▶ **PROVIDED DATA**:
BEGIN
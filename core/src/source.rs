use std::collections::HashMap;
use std::fmt;
use std::fs::{self, File};
use std::io::Read;
use std::path::{Component, Path, PathBuf};
use std::str::FromStr;
use std::sync::Arc;

use dashmap::DashMap;
use flate2::read::GzDecoder;
use thiserror::Error;
use walkdir::WalkDir;

#[derive(Debug, Error)]
pub enum SourceError {
    #[error("io error on {path}: {source}")]
    Io { path: PathBuf, source: std::io::Error },
    #[error("{0} is neither a .tgz archive nor a directory")]
    NotAnArchive(PathBuf),
    #[error("no document {path} in {archive}")]
    NotFound { archive: String, path: String },
    #[error("malformed document uri {0}")]
    BadUri(String),
}

fn io_err(path: &Path) -> impl FnOnce(std::io::Error) -> SourceError + '_ {
    move |source| SourceError::Io { path: path.to_path_buf(), source }
}

/// Archive-relative document locator, written `archive!/path/in/archive.html`.
#[derive(Debug, Clone, PartialEq, Eq, Hash, PartialOrd, Ord)]
pub struct DocUri {
    pub archive: String,
    pub path: String,
}

impl DocUri {
    pub fn new(archive: impl Into<String>, path: impl Into<String>) -> Self {
        Self { archive: archive.into(), path: path.into() }
    }
}

impl fmt::Display for DocUri {
    fn fmt(&self, f: &mut fmt::Formatter<'_>) -> fmt::Result {
        write!(f, "{}!/{}", self.archive, self.path)
    }
}

impl FromStr for DocUri {
    type Err = SourceError;

    fn from_str(s: &str) -> Result<Self, Self::Err> {
        match s.split_once("!/") {
            Some((archive, path)) if !archive.is_empty() && !path.is_empty() => Ok(DocUri::new(archive, path)),
            _ => Err(SourceError::BadUri(s.to_string())),
        }
    }
}

/// Narrow interface extraction and retrieval use to reach documents.
pub trait DocumentStore: Send + Sync {
    /// Markup of one document.
    fn read(&self, uri: &DocUri) -> Result<String, SourceError>;

    /// Resolve an `href` found in `relative_to` to an existing HTML document, if any.
    fn resolve(&self, href: &str, relative_to: &DocUri) -> Option<DocUri>;

    /// Hint that no more documents from `archive` are needed for now.
    fn release(&self, _archive: &str) {}
}

enum Backend {
    Tarball(HashMap<String, Vec<u8>>),
    Directory(PathBuf),
}

/// One opened documentation archive.
pub struct Docset {
    name: String,
    html_paths: Vec<String>,
    backend: Backend,
}

pub fn is_html(path: &str) -> bool {
    let lower = path.to_ascii_lowercase();
    lower.ends_with(".html") || lower.ends_with(".htm")
}

pub fn is_archive_file(path: &Path) -> bool {
    let name = path.file_name().and_then(|n| n.to_str()).unwrap_or_default().to_ascii_lowercase();
    name.ends_with(".tgz") || name.ends_with(".tar.gz")
}

impl Docset {
    pub fn open(path: &Path) -> Result<Self, SourceError> {
        let name = path
            .file_name()
            .and_then(|n| n.to_str())
            .ok_or_else(|| SourceError::NotAnArchive(path.to_path_buf()))?
            .to_string();
        if path.is_dir() {
            Self::open_directory(name, path)
        } else if is_archive_file(path) {
            Self::open_tarball(name, path)
        } else {
            Err(SourceError::NotAnArchive(path.to_path_buf()))
        }
    }

    fn open_directory(name: String, root: &Path) -> Result<Self, SourceError> {
        let mut html_paths = Vec::new();
        for entry in WalkDir::new(root).into_iter().filter_map(|e| e.ok()) {
            if !entry.file_type().is_file() {
                continue;
            }
            let rel = match entry.path().strip_prefix(root) {
                Ok(r) => r,
                Err(_) => continue,
            };
            let rel = rel.components().map(|c| c.as_os_str().to_string_lossy()).collect::<Vec<_>>().join("/");
            if is_html(&rel) {
                html_paths.push(rel);
            }
        }
        html_paths.sort();
        Ok(Self { name, html_paths, backend: Backend::Directory(root.to_path_buf()) })
    }

    fn open_tarball(name: String, path: &Path) -> Result<Self, SourceError> {
        let file = File::open(path).map_err(io_err(path))?;
        let mut archive = tar::Archive::new(GzDecoder::new(file));
        let mut entries = HashMap::new();
        for entry in archive.entries().map_err(io_err(path))? {
            let mut entry = entry.map_err(io_err(path))?;
            if !entry.header().entry_type().is_file() {
                continue;
            }
            let entry_path = entry.path().map_err(io_err(path))?.to_string_lossy().into_owned();
            let entry_path = entry_path.trim_start_matches("./").to_string();
            if !is_html(&entry_path) {
                continue;
            }
            let mut bytes = Vec::new();
            entry.read_to_end(&mut bytes).map_err(io_err(path))?;
            entries.insert(entry_path, bytes);
        }
        let mut html_paths: Vec<String> = entries.keys().cloned().collect();
        html_paths.sort();
        Ok(Self { name, html_paths, backend: Backend::Tarball(entries) })
    }

    pub fn name(&self) -> &str { &self.name }

    /// Every HTML entry, sorted.
    pub fn html_paths(&self) -> &[String] { &self.html_paths }

    pub fn uri(&self, path: &str) -> DocUri { DocUri::new(&self.name, path) }

    pub fn contains(&self, path: &str) -> bool {
        self.html_paths.binary_search_by(|p| p.as_str().cmp(path)).is_ok()
    }

    pub fn read(&self, path: &str) -> Result<String, SourceError> {
        let not_found = || SourceError::NotFound { archive: self.name.clone(), path: path.to_string() };
        match &self.backend {
            Backend::Tarball(entries) => {
                entries.get(path).map(|b| String::from_utf8_lossy(b).into_owned()).ok_or_else(not_found)
            }
            Backend::Directory(root) => {
                if !self.contains(path) {
                    return Err(not_found());
                }
                let full = root.join(path);
                let bytes = fs::read(&full).map_err(io_err(&full))?;
                Ok(String::from_utf8_lossy(&bytes).into_owned())
            }
        }
    }

    /// Resolve `href` against the directory holding `relative_to`. Only existing HTML entries resolve.
    pub fn resolve(&self, href: &str, relative_to: &str) -> Option<String> {
        let target = resolve_path(href, relative_to)?;
        if self.contains(&target) { Some(target) } else { None }
    }
}

/// Path arithmetic behind [`Docset::resolve`], without the existence check.
pub fn resolve_path(href: &str, relative_to: &str) -> Option<String> {
    let href = href.trim();
    let href = href.split('#').next().unwrap_or_default();
    let href = href.split('?').next().unwrap_or_default();
    if has_scheme(href) || href.starts_with('/') {
        return None;
    }
    if href.is_empty() {
        return Some(relative_to.to_string());
    }
    let decoded = urlencoding::decode(href).ok()?;

    let mut parts: Vec<&str> = relative_to.split('/').collect();
    parts.pop();
    for component in Path::new(decoded.as_ref()).components() {
        match component {
            Component::Normal(seg) => parts.push(seg.to_str()?),
            Component::ParentDir => {
                parts.pop()?;
            }
            Component::CurDir => {}
            Component::RootDir | Component::Prefix(_) => return None,
        }
    }
    let joined = parts.join("/");
    // A trailing slash after decoding means a directory, never a document.
    if joined.is_empty() || decoded.ends_with('/') { None } else { Some(joined) }
}

fn has_scheme(href: &str) -> bool {
    match href.find(':') {
        Some(colon) => !href[..colon].contains('/'),
        None => false,
    }
}

/// The archive root: lists docsets and keeps the ones currently in use open.
pub struct Library {
    root: PathBuf,
    open: DashMap<String, Arc<Docset>>,
}

impl Library {
    pub fn new<P: AsRef<Path>>(root: P) -> Self {
        Self { root: root.as_ref().to_path_buf(), open: DashMap::new() }
    }

    /// Tarballs and unpacked docset directories directly under the root, sorted.
    pub fn list_archives(&self) -> Result<Vec<PathBuf>, SourceError> {
        if !self.root.is_dir() {
            return Err(SourceError::NotAnArchive(self.root.clone()));
        }
        let mut out = Vec::new();
        for entry in WalkDir::new(&self.root).min_depth(1).max_depth(1).into_iter().filter_map(|e| e.ok()) {
            let p = entry.path();
            if entry.file_type().is_dir() || (entry.file_type().is_file() && is_archive_file(p)) {
                out.push(p.to_path_buf());
            }
        }
        out.sort();
        Ok(out)
    }

    /// Open (or reuse) the docset called `name`.
    pub fn open(&self, name: &str) -> Result<Arc<Docset>, SourceError> {
        if let Some(docset) = self.open.get(name) {
            return Ok(docset.clone());
        }
        let docset = Arc::new(Docset::open(&self.root.join(name))?);
        Ok(self.open.entry(name.to_string()).or_insert(docset).clone())
    }

    /// Drop a docset once its unit of work is done.
    pub fn release(&self, name: &str) {
        self.open.remove(name);
    }
}

impl DocumentStore for Library {
    fn read(&self, uri: &DocUri) -> Result<String, SourceError> {
        self.open(&uri.archive)?.read(&uri.path)
    }

    fn resolve(&self, href: &str, relative_to: &DocUri) -> Option<DocUri> {
        let docset = self.open(&relative_to.archive).ok()?;
        docset.resolve(href, &relative_to.path).map(|p| docset.uri(&p))
    }

    fn release(&self, archive: &str) {
        Library::release(self, archive);
    }
}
END
▶ **WHAT NEEDS TO BE DONE**: Within the records above, determine the number of lines that hold the word "BadUri" and return only that value.

▶ **EXERCISE ANSWER**: 2